Figure 6. Users can run scenario analyses to zero in on the most effective interventions to combat fraud, and to explore the responsiveness of the model to new fraud strategies. In this example the operational team are exploring the effect of increasing the prominence of cyber scam awareness messages in the banking app and the projected impact on APP scams.

  • Turbocharge model development and deployment

An intuitive human-machine interface and human-centered AI helps to radically accelerate building and productionizing models. Operators can supply operational constraints, guidance, and expertise, early in the AI workflow. Models are “battle ready” quickly and pass through governance checks easily as they meet all of the evolving regulatory requirements on transparency and trust. 

  • Anticipate the evolution of new fraud strategies

Powerful causal discovery algorithms combined with human intuition helps to guide models to ignore the noise and zero in on the variables that are really indicative of attacks (Fig. 7). Operators can anticipate the evolution of APP scams and other fraud techniques by exploring changes to variables that fraudsters can easily adjust, enabling teams to rapidly retool to meet emerging threats. The result is more resilient and adaptable fraud detection.

Figure 7. The system identifies the true causal drivers of fraud risk. This dashboard reveals the causal relationship between the age of the payer and their propensity to be scammed. Younger people who are new to the financial system are more susceptible than middle aged people and then susceptibility rises again over age 60.

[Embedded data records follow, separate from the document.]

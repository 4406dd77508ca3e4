//! # Orphan Detection
//!
//! One classification function shared by `diagnose` and `cleanup`, so the
//! report is an exact preview of the repair.

use serde::Serialize;
use shared_types::entities::{Account, AccountId};
use std::collections::HashMap;
use std::fmt;

/// Why an inherited entitlement is invalid.
#[derive(Debug, Clone, Copy, PartialEq, Eq, Hash, Serialize)]
#[serde(rename_all = "kebab-case")]
pub enum OrphanCategory {
    /// No partner, or the partner does not point back.
    NoPartner,
    /// The partner document no longer exists.
    PartnerDeleted,
    /// The partner is no longer a direct subscriber.
    #[serde(rename = "partner-lost-direct-subscription")]
    PartnerLostDirect,
    /// The partner is live and direct but the recorded source is someone else.
    SourceNotPartner,
}

impl OrphanCategory {
    /// Wire name.
    #[must_use]
    pub fn as_str(&self) -> &'static str {
        match self {
            Self::NoPartner => "no-partner",
            Self::PartnerDeleted => "partner-deleted",
            Self::PartnerLostDirect => "partner-lost-direct-subscription",
            Self::SourceNotPartner => "source-not-partner",
        }
    }
}

impl fmt::Display for OrphanCategory {
    fn fmt(&self, f: &mut fmt::Formatter<'_>) -> fmt::Result {
        f.write_str(self.as_str())
    }
}

/// One account in violation.
#[derive(Debug, Clone, PartialEq, Eq, Serialize)]
#[serde(rename_all = "camelCase")]
pub struct OrphanViolation {
    /// Account holding the invalid entitlement.
    pub account_id: AccountId,
    /// Category.
    pub category: OrphanCategory,
    /// Partner recorded on the account.
    pub partner_id: Option<AccountId>,
    /// Recorded inheritance source.
    pub source_account_id: Option<AccountId>,
}

/// Read-only audit result.
#[derive(Debug, Clone, Default, PartialEq, Eq, Serialize)]
#[serde(rename_all = "camelCase")]
pub struct DiagnosisReport {
    /// Inherited accounts examined.
    pub checked_count: usize,
    /// Violations found.
    pub violations: Vec<OrphanViolation>,
}

/// Repair result.
#[derive(Debug, Clone, Copy, Default, PartialEq, Eq, Serialize)]
#[serde(rename_all = "camelCase")]
pub struct CleanupReport {
    /// Inherited accounts examined.
    pub checked_count: usize,
    /// Accounts whose entitlement was cleared.
    pub cleaned_count: usize,
}

/// Classify one account against its partner document (`None` if absent).
#[must_use]
pub fn classify(account: &Account, partner: Option<&Account>) -> Option<OrphanCategory> {
    if !account.is_inherited() {
        return None;
    }
    let Some(partner_id) = account.partner_id.as_ref() else {
        return Some(OrphanCategory::NoPartner);
    };
    let Some(partner) = partner else {
        return Some(OrphanCategory::PartnerDeleted);
    };
    if partner.id != *partner_id || !partner.is_partnered_with(&account.id) {
        return Some(OrphanCategory::NoPartner);
    }
    if !partner.is_direct() {
        return Some(OrphanCategory::PartnerLostDirect);
    }
    if !account.inherits_from(partner_id) {
        return Some(OrphanCategory::SourceNotPartner);
    }
    None
}

/// Scan a snapshot of all accounts. Returns the number of inherited accounts
/// examined and the violations found.
#[must_use]
pub fn detect(accounts: &[Account]) -> (usize, Vec<OrphanViolation>) {
    let by_id: HashMap<&AccountId, &Account> = accounts.iter().map(|a| (&a.id, a)).collect();
    let mut checked = 0;
    let mut violations = Vec::new();

    for account in accounts.iter().filter(|a| a.is_inherited()) {
        checked += 1;
        let partner = account
            .partner_id
            .as_ref()
            .and_then(|id| by_id.get(id).copied());
        if let Some(category) = classify(account, partner) {
            violations.push(OrphanViolation {
                account_id: account.id.clone(),
                category,
                partner_id: account.partner_id.clone(),
                source_account_id: account.subscription_source_account_id.clone(),
            });
        }
    }
    (checked, violations)
}
//! Cross-subsystem integration tests.

mod e2e;
mod invariants;
mod notifications;
mod races;
mod rate_limits;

  • Enhance strategic and operational decision-making  

How should you trade off the costs of payment friction from false positives versus financial loss from false negatives? What interventions or nudges can you invest in — from social media campaigns to user education tools? Causal AI goes beyond risk classifications, making intelligent recommendations of the right “threshold” at which to intervene on transactions, weighing up the implications of more risk-averse and risk-taking fraud policies and recommending the highest-ROI interventions to combat fraud. 

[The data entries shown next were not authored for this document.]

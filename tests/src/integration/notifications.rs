//! # Partner Notifications
//!
//! Committed changes reach the partner who did not initiate them, and
//! only that partner.

#[cfg(test)]
mod tests {
    use crate::fixtures::World;
    use shared_bus::{EventFilter, PartnerEvent, Subscription};
    use shared_types::entities::{AccountId, SubscriptionType};
    use std::time::Duration;

    async fn next(subscription: &mut Subscription) -> PartnerEvent {
        tokio::time::timeout(Duration::from_secs(1), subscription.recv())
            .await
            .expect("timed out waiting for event")
            .expect("bus closed")
    }

    async fn paired(world: &World, code: &str) -> (AccountId, AccountId) {
        let alice = world.account("alice").await;
        let bob = world.account("bob").await;
        world.subscribe("alice").await;
        world.code_source.push(code);
        world.codes.issue_code(&alice).await.unwrap();
        (alice, bob)
    }

    #[tokio::test]
    async fn test_owner_hears_about_connect_and_disconnect() {
        let world = World::new();
        let (alice, bob) = paired(&world, "42424242").await;
        let mut alice_events = world.bus.subscribe(EventFilter::for_recipient(alice.clone()));
        let mut bob_events = world.bus.subscribe(EventFilter::for_recipient(bob.clone()));

        world.connections.connect(&bob, "42424242").await.unwrap();
        assert_eq!(
            next(&mut alice_events).await,
            PartnerEvent::PartnerConnected {
                recipient: alice.clone(),
                partner_id: bob.clone(),
                recipient_inherited: false,
            }
        );

        world.connections.disconnect(&bob).await.unwrap();
        assert_eq!(
            next(&mut alice_events).await,
            PartnerEvent::PartnerDisconnected {
                recipient: alice,
                former_partner_id: bob,
            }
        );

        // The initiator is never notified of its own actions.
        assert_eq!(bob_events.try_recv().unwrap(), None);
    }

    #[tokio::test]
    async fn test_partner_hears_about_deletion() {
        let world = World::new();
        let (alice, bob) = paired(&world, "51515151").await;
        world.connections.connect(&bob, "51515151").await.unwrap();

        let mut bob_events = world.bus.subscribe(EventFilter::for_recipient(bob.clone()));
        world.deletion.delete_account(&alice).await.unwrap();

        assert_eq!(
            next(&mut bob_events).await,
            PartnerEvent::PartnerAccountDeleted {
                recipient: bob,
                deleted_account_id: alice,
            }
        );
    }

    #[tokio::test]
    async fn test_beneficiary_hears_about_lapse() {
        let world = World::new();
        let (alice, bob) = paired(&world, "60606060").await;
        world.connections.connect(&bob, "60606060").await.unwrap();

        let mut bob_events = world.bus.subscribe(EventFilter::for_recipient(bob.clone()));
        world.verifier.revoke(&alice);
        world.entitlements.sync_subscription(&alice, None).await.unwrap();

        assert_eq!(
            next(&mut bob_events).await,
            PartnerEvent::EntitlementChanged {
                recipient: bob,
                subscription_type: SubscriptionType::None,
            }
        );
    }

    #[tokio::test]
    async fn test_rejected_connect_publishes_nothing() {
        let world = World::new();
        let (alice, bob) = paired(&world, "70707070").await;
        let mut alice_events = world.bus.subscribe(EventFilter::for_recipient(alice));

        assert!(world.connections.connect(&bob, "00000000").await.is_err());
        assert_eq!(alice_events.try_recv().unwrap(), None);
    }
}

As APP scams and other payment frauds continue to evolve at pace, the Causal Fraud Decision System provides banks with an extra layer of intelligence to out-think the fraudsters. Adopters can expect to accelerate model deployment by an order of magnitude, and reduce the total burden of fraud by roughly 70%.

The new banking AI playbook

causaLens Decision Applications have wide-ranging benefits for retail banks. They span all facets of the bank, boosting core operations, optimizing strategy, and improving customer-facing interactions. This includes: an app for stress testing that conducts explainable scenario analyses of capital and liquidity ratios under adverse economic conditions; our pricing optimizer which integrates market dynamics and changing consumer behavior to identify a competitive profit spread; and the customer retention solution, which goes beyond predicting likely customer value attrition to recommending the best actions that customer relationship managers can take. 

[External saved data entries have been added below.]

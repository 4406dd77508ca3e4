//! # Event Subscriber
//!
//! The receiving side of the bus. A subscription registers the recipients it
//! watches so the publisher can tell whether anyone will hear an event.

use crate::events::{EventFilter, PartnerEvent};
use parking_lot::Mutex;
use shared_types::entities::AccountId;
use std::collections::HashMap;
use std::pin::Pin;
use std::sync::atomic::{AtomicUsize, Ordering};
use std::sync::Arc;
use std::task::{ready, Context, Poll};
use thiserror::Error;
use tokio::sync::broadcast;
use tokio_stream::wrappers::errors::BroadcastStreamRecvError;
use tokio_stream::wrappers::BroadcastStream;
use tokio_stream::Stream;
use tracing::debug;

/// Errors from subscription operations.
#[derive(Debug, Error, Clone, PartialEq, Eq)]
pub enum SubscriptionError {
    /// The event bus was closed.
    #[error("Event bus closed")]
    Closed,
}

/// Anything that hands out subscriptions.
pub trait EventSubscriber: Send + Sync {
    /// Subscribe to events matching a filter.
    fn subscribe(&self, filter: EventFilter) -> Subscription;
}

impl EventSubscriber for crate::publisher::InMemoryEventBus {
    fn subscribe(&self, filter: EventFilter) -> Subscription {
        crate::publisher::InMemoryEventBus::subscribe(self, filter)
    }
}

/// Live watcher counts, per recipient plus unfiltered listeners.
#[derive(Debug, Default)]
pub(crate) struct Watchers {
    by_recipient: Mutex<HashMap<AccountId, usize>>,
    unfiltered: AtomicUsize,
}

impl Watchers {
    pub(crate) fn watch(self: &Arc<Self>, filter: &EventFilter) -> WatchGuard {
        if filter.recipients.is_empty() {
            self.unfiltered.fetch_add(1, Ordering::SeqCst);
        } else {
            let mut map = self.by_recipient.lock();
            for recipient in &filter.recipients {
                *map.entry(recipient.clone()).or_default() += 1;
            }
        }
        WatchGuard {
            watchers: Arc::clone(self),
            recipients: filter.recipients.clone(),
        }
    }

    pub(crate) fn is_watched(&self, recipient: &AccountId) -> bool {
        self.unfiltered.load(Ordering::SeqCst) > 0
            || self.by_recipient.lock().contains_key(recipient)
    }
}

/// Releases a subscription's watcher registration on drop.
#[derive(Debug)]
pub(crate) struct WatchGuard {
    watchers: Arc<Watchers>,
    recipients: Vec<AccountId>,
}

impl Drop for WatchGuard {
    fn drop(&mut self) {
        if self.recipients.is_empty() {
            self.watchers.unfiltered.fetch_sub(1, Ordering::SeqCst);
            return;
        }
        let mut map = self.watchers.by_recipient.lock();
        for recipient in &self.recipients {
            if let Some(count) = map.get_mut(recipient) {
                *count = count.saturating_sub(1);
                if *count == 0 {
                    map.remove(recipient);
                }
            }
        }
        debug!(recipients = self.recipients.len(), "Subscription dropped");
    }
}

/// A subscription handle. Dropping it unregisters its recipients.
pub struct Subscription {
    receiver: broadcast::Receiver<PartnerEvent>,
    filter: EventFilter,
    guard: WatchGuard,
}

impl Subscription {
    pub(crate) fn new(
        receiver: broadcast::Receiver<PartnerEvent>,
        filter: EventFilter,
        guard: WatchGuard,
    ) -> Self {
        Self {
            receiver,
            filter,
            guard,
        }
    }

    /// Wait for the next matching event; `None` once the bus is gone.
    pub async fn recv(&mut self) -> Option<PartnerEvent> {
        loop {
            match self.receiver.recv().await {
                Ok(event) if self.filter.matches(&event) => return Some(event),
                Ok(_) => {}
                Err(broadcast::error::RecvError::Closed) => return None,
                Err(broadcast::error::RecvError::Lagged(missed)) => {
                    debug!(missed, "Subscriber lagged, partner events lost");
                }
            }
        }
    }

    /// Next matching event if one is already queued.
    pub fn try_recv(&mut self) -> Result<Option<PartnerEvent>, SubscriptionError> {
        loop {
            match self.receiver.try_recv() {
                Ok(event) if self.filter.matches(&event) => return Ok(Some(event)),
                Ok(_) | Err(broadcast::error::TryRecvError::Lagged(_)) => {}
                Err(broadcast::error::TryRecvError::Empty) => return Ok(None),
                Err(broadcast::error::TryRecvError::Closed) => {
                    return Err(SubscriptionError::Closed)
                }
            }
        }
    }

    /// The filter this subscription was created with.
    #[must_use]
    pub fn filter(&self) -> &EventFilter {
        &self.filter
    }

    /// Turn the subscription into a `Stream`.
    #[must_use]
    pub fn into_stream(self) -> EventStream {
        EventStream {
            inner: BroadcastStream::new(self.receiver),
            filter: self.filter,
            _guard: self.guard,
        }
    }
}

/// Matching events as a `tokio_stream::Stream`, for a relay that forwards
/// them to a push provider.
pub struct EventStream {
    inner: BroadcastStream<PartnerEvent>,
    filter: EventFilter,
    _guard: WatchGuard,
}

impl EventStream {
    /// The filter this stream was created with.
    #[must_use]
    pub fn filter(&self) -> &EventFilter {
        &self.filter
    }
}

impl Stream for EventStream {
    type Item = PartnerEvent;

    fn poll_next(mut self: Pin<&mut Self>, cx: &mut Context<'_>) -> Poll<Option<Self::Item>> {
        loop {
            match ready!(Pin::new(&mut self.inner).poll_next(cx)) {
                Some(Ok(event)) if self.filter.matches(&event) => return Poll::Ready(Some(event)),
                Some(Ok(_)) => {}
                Some(Err(BroadcastStreamRecvError::Lagged(missed))) => {
                    debug!(missed, "Event stream lagged, partner events lost");
                }
                None => return Poll::Ready(None),
            }
        }
    }
}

causaLens’ solutions are powered by Causal AI and built on the world’s most advanced AI Decision-Making Platform. A no-code framework enables banks to rapidly build Decision Applications for any strategic AI use case. Pre-configured components can be snapped together to rapidly build state-of-the-art solutions. Decision Applications are human-centered, based on explainable modeling, and factor in operational constraints and business context.